秘密テープも公開へ 「見直し」進むニクソン図書館産経新聞

 ニクソン元米大統領(1913−94)を辞任に追い込んだウォーターゲート事件をめぐり、カリフォルニア州ヨーバリンダの生家跡に立つニクソン図書館で、秘密テープの公開や展示内容の見直しなどの作業が活発化している。折しも、辞任後の日々を描いた映画「フロスト/ニクソン」が製作されるなど、ニクソン氏への関心は再び高まりつつあるようにもみえる。発生から40年近い年月が経過しながら、なお事件解明に熱意が傾けられる背景には、何があるのか。(ロサンゼルス 松尾理也)

 ■進む展示見直し

 図書館内の一角。ガラスケースの中に、細長い金属製の器具が陳列されていた。「ウォーターゲート事件の端緒となったビルへの侵入事件の際、犯人が使ったピッキングの道具」と、ティモシー・ナフタリ館長。ほかに、ニクソン氏直筆の大統領職の辞表や、ホワイトハウスに設置されていた秘密の録音機などもある。すべて本物だ。

 ニクソン氏の暗い側面を物語るこうした品々は、実は連邦政府の倉庫から移送されてきたばかり。礼賛一辺倒だった従来の展示の根本的な見直し作業が今、進められているのだ。

 同図書館は、支持者による団体「ニクソン基金」が私的に開設した施設だった。しかし2004年、米国立公文書記録管理局(NARA)が展示を統括することが決まり、状況が変わった。公的施設には公平な展示が必要だ。ナフタリ氏はその責任者として、ワシントンから乗り込んできた。

 「完成すれば、論争が残っているウォーターゲート事件についてもっとも包括的で公平な展示となる」と、ナフタリ氏は話した。

 ■奇妙な緊張関係

 第31代フーバー大統領以降すべての歴代大統領には、公文書局が管轄する公的な大統領図書館が設置され、業績を国民に伝える役割を果たしている。

 その唯一の例外がニクソン氏だった。74年の辞任に際して、資料の持ち出しが禁止されたため、私設図書館がオープンした後も、大統領在任中の主だった資料はすべて、ワシントン郊外の公文書局施設に保管されたままだった。
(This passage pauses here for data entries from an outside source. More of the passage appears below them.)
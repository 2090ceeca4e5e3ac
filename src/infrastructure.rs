use crate::app_config::{AppConfig, CorsOrigins};
use crate::error::ServerError;
use crate::handlers::util::ping;

use axum::{routing::get, Router};
use std::net::SocketAddr;
use tokio::signal;
use tower_http::cors::{AllowOrigin, Any, CorsLayer};
use tower_http::trace::TraceLayer;

/// any method and any request header are always allowed, only the origin can be narrowed
pub fn cors_layer(origins: &CorsOrigins) -> CorsLayer {
    let allow_origin = match origins {
        CorsOrigins::Any => AllowOrigin::any(),
        CorsOrigins::List(origins) => AllowOrigin::list(origins.clone()),
    };
    CorsLayer::new()
        .allow_origin(allow_origin)
        .allow_methods(Any)
        .allow_headers(Any)
}

pub fn create_router(config: &AppConfig) -> Router {
    let cors = cors_layer(&config.cors_allowed_origins);

    // unknown paths keep axum's default empty 404
    Router::new()
        .route("/ping", get(ping))
        .layer(cors)
        .layer(TraceLayer::new_for_http())
}

pub async fn run(config: AppConfig) -> Result<(), ServerError> {
    let app = create_router(&config);
    let addr = SocketAddr::new(config.host, config.port);

    let server =
        axum::Server::try_bind(&addr).map_err(|source| ServerError::Bind { addr, source })?;
    tracing::info!("listening on {}", addr);

    server
        .serve(app.into_make_service())
        .with_graceful_shutdown(shutdown_signal())
        .await?;

    tracing::info!("server shut down");
    Ok(())
}

/// resolves on ctrl-c, or SIGTERM on unix
pub async fn shutdown_signal() {
    let ctrl_c = async {
        if let Err(err) = signal::ctrl_c().await {
            tracing::error!("failed to listen for ctrl-c: {}", err);
            std::future::pending::<()>().await;
        }
    };

    #[cfg(unix)]
    let terminate = async {
        match signal::unix::signal(signal::unix::SignalKind::terminate()) {
            Ok(mut sigterm) => {
                sigterm.recv().await;
            }
            Err(err) => {
                tracing::error!("failed to listen for SIGTERM: {}", err);
                std::future::pending::<()>().await;
            }
        }
    };

    #[cfg(not(unix))]
    let terminate = std::future::pending::<()>();

    tokio::select! {
        _ = ctrl_c => {},
        _ = terminate => {},
    }
    tracing::info!("shutdown signal received");
}
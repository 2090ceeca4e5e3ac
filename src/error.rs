use std::net::SocketAddr;

/// problems found while reading the environment, reported before anything is bound
#[derive(thiserror::Error, Debug)]
pub enum ConfigError {
    #[error("BACKEND_HOST `{0}` is not a valid ip address")]
    InvalidHost(String),
    #[error("BACKEND_PORT `{0}` is not a valid port")]
    InvalidPort(String),
    #[error("cors origin `{0}` is not a valid header value")]
    InvalidOrigin(String),
}

#[derive(thiserror::Error, Debug)]
pub enum ServerError {
    #[error("could not bind to {addr}")]
    Bind {
        addr: SocketAddr,
        #[source]
        source: hyper::Error,
    },
    #[error("server terminated unexpectedly")]
    Serve(#[from] hyper::Error),
}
 その後、ニクソン氏死去など時代の変化を受け、ニクソン氏の業績についてもひとつの施設で総合的に管理・展示できるような道が模索され続けてきた。

 2004年に基金側と連邦政府が合意に達したことで、移管作業がはじまった。しかし、全面的にニクソン氏を称賛し続けてきた基金側と、ウォーターゲート事件を中心に、ヤミの部分も遠慮なく展示しようとする公文書局との間には、同じ屋根の下に同居するようになった現在も、奇妙な緊張関係が存在する。

 基金側は「ナフタリ氏は展示見直しに最適な人物」とコメントするが、そのナフタリ氏自身は「新しい展示の内容や視点についてひともんちゃく起きる可能性は低くない」とみている。

 ■米民主主義の強靱さ

 同図書館の重要な使命となるのが、ニクソン氏の命取りになった「ホワイトハウス秘密テープ」の公開だ。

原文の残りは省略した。